▶ What this task involves: Some lines in the records below may hold the word "Result"; give the number of those lines and nothing else.

:: Data excerpts

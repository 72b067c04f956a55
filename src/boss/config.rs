//! Boss tuning loaded from `assets/data/boss.ron`.

use bevy::prelude::*;
use serde::Deserialize;

use crate::core::{ConfigError, TuningData};
use crate::projectiles::{DamageProfile, ProjectileSpec};

#[derive(Resource, Debug, Clone, Deserialize)]
#[serde(default)]
pub struct BossConfig {
    pub max_health: i32,
    pub move_speed: f32,
    /// Seconds between heading changes, (min, max)
    pub direction_change: (f32, f32),
    /// Seconds between shots before phase scaling, (min, max)
    pub shoot_interval: (f32, f32),
    /// Health at or below which phase two starts
    pub phase2_threshold: i32,
    pub phase3_threshold: i32,
    /// Shot interval multipliers for phases two and three
    pub phase_shoot_multipliers: (f32, f32),
    /// Move speed multipliers applied on entering phases two and three
    pub phase_speed_multipliers: (f32, f32),
    pub flight_center: (f32, f32),
    pub flight_size: (f32, f32),
    pub projectile_speed: f32,
    pub projectile_damage_to_player: i32,
    pub projectile_damage_to_boss: i32,
    pub projectile_lifetime: f32,
    pub redirect_multiplier: f32,
    pub projectile_radius: f32,
    /// Seconds the defeated boss lingers before despawning
    pub death_delay: f32,
    /// Fixed seed for reproducible flight and volleys
    pub seed: Option<u64>,
}

impl Default for BossConfig {
    fn default() -> Self {
        Self {
            max_health: 10,
            move_speed: 3.0,
            direction_change: (2.0, 5.0),
            shoot_interval: (2.0, 4.0),
            phase2_threshold: 6,
            phase3_threshold: 3,
            phase_shoot_multipliers: (0.7, 0.4),
            phase_speed_multipliers: (1.2, 1.3),
            flight_center: (0.0, 6.5),
            flight_size: (20.0, 10.0),
            projectile_speed: 8.0,
            projectile_damage_to_player: 999,
            projectile_damage_to_boss: 1,
            projectile_lifetime: 10.0,
            redirect_multiplier: 1.5,
            projectile_radius: 0.25,
            death_delay: 2.0,
            seed: None,
        }
    }
}

impl BossConfig {
    pub fn projectile_spec(&self) -> ProjectileSpec {
        ProjectileSpec {
            speed: self.projectile_speed,
            damage: DamageProfile {
                lethal_to_player: self.projectile_damage_to_player,
                to_emitter: self.projectile_damage_to_boss,
            },
            lifetime: self.projectile_lifetime,
            redirect_multiplier: self.redirect_multiplier,
            radius: self.projectile_radius,
        }
    }

    pub fn flight_area(&self) -> Rect {
        Rect::from_center_size(
            Vec2::new(self.flight_center.0, self.flight_center.1),
            Vec2::new(self.flight_size.0, self.flight_size.1),
        )
    }
}

fn check_positive(field: &'static str, value: f32) -> Result<(), ConfigError> {
    if !value.is_finite() || value <= 0.0 {
        return Err(ConfigError::Invalid {
            field,
            details: format!("{value} must be a positive number"),
        });
    }
    Ok(())
}

fn check_range(field: &'static str, (min, max): (f32, f32)) -> Result<(), ConfigError> {
    if !min.is_finite() || !max.is_finite() || min <= 0.0 || max < min {
        return Err(ConfigError::Invalid {
            field,
            details: format!("({min}, {max}) is not a positive ascending range"),
        });
    }
    Ok(())
}

impl TuningData for BossConfig {
    const PATH: &'static str = "assets/data/boss.ron";

    fn validate(&self) -> Result<(), ConfigError> {
        if self.max_health <= 0 {
            return Err(ConfigError::Invalid {
                field: "max_health",
                details: format!("{} must be positive", self.max_health),
            });
        }
        if self.phase3_threshold > self.phase2_threshold {
            return Err(ConfigError::Invalid {
                field: "phase3_threshold",
                details: format!(
                    "{} is above phase2_threshold {}",
                    self.phase3_threshold, self.phase2_threshold
                ),
            });
        }
        check_positive("move_speed", self.move_speed)?;
        check_positive("projectile_speed", self.projectile_speed)?;
        check_positive("redirect_multiplier", self.redirect_multiplier)?;
        check_positive("projectile_lifetime", self.projectile_lifetime)?;
        check_positive("projectile_radius", self.projectile_radius)?;
        check_positive("death_delay", self.death_delay)?;
        check_positive("phase_shoot_multipliers", self.phase_shoot_multipliers.0)?;
        check_positive("phase_shoot_multipliers", self.phase_shoot_multipliers.1)?;
        check_positive("phase_speed_multipliers", self.phase_speed_multipliers.0)?;
        check_positive("phase_speed_multipliers", self.phase_speed_multipliers.1)?;
        check_positive("flight_size", self.flight_size.0)?;
        check_positive("flight_size", self.flight_size.1)?;
        check_range("direction_change", self.direction_change)?;
        check_range("shoot_interval", self.shoot_interval)
    }
}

::::

▶ Answer for the task: 3